- WHAT THIS TASK INVOLVES -
Looking at the records below, please work out how many lines contain the word "released" and give the number alone.
********************
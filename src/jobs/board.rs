//! Jobs waiting to be released and jobs currently on offer

use serde::{Deserialize, Serialize};

use crate::core::types::JobId;
use crate::jobs::Job;

#[derive(Debug, Clone, Default, Serialize, Deserialize)]
pub struct JobBoard {
    pending: Vec<Job>,
    visible: Vec<Job>,
}

impl JobBoard {
    pub fn new(jobs: Vec<Job>) -> Self {
        Self {
            pending: jobs,
            visible: Vec::new(),
        }
    }

    /// Jobs currently offered to couriers
    pub fn visible(&self) -> &[Job] {
        &self.visible
    }

    pub fn pending_count(&self) -> usize {
        self.pending.len()
    }

    /// Offer every job whose release time has passed; returns how many
    pub fn release_due(&mut self, elapsed_secs: f32) -> usize {
        let (due, waiting): (Vec<Job>, Vec<Job>) = std::mem::take(&mut self.pending)
            .into_iter()
            .partition(|job| job.release_time <= elapsed_secs);
        self.pending = waiting;
        let released = due.len();
        self.visible.extend(due);
        released
    }

    /// Remove an offered job so it can be accepted
    pub fn take(&mut self, id: &JobId) -> Option<Job> {
        let index = self.visible.iter().position(|job| &job.id == id)?;
        Some(self.visible.remove(index))
    }

    /// Put a job back on offer, e.g. after a rejected accept
    pub fn restore(&mut self, job: Job) {
        self.visible.push(job);
    }
}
********************
- SOLUTION -
3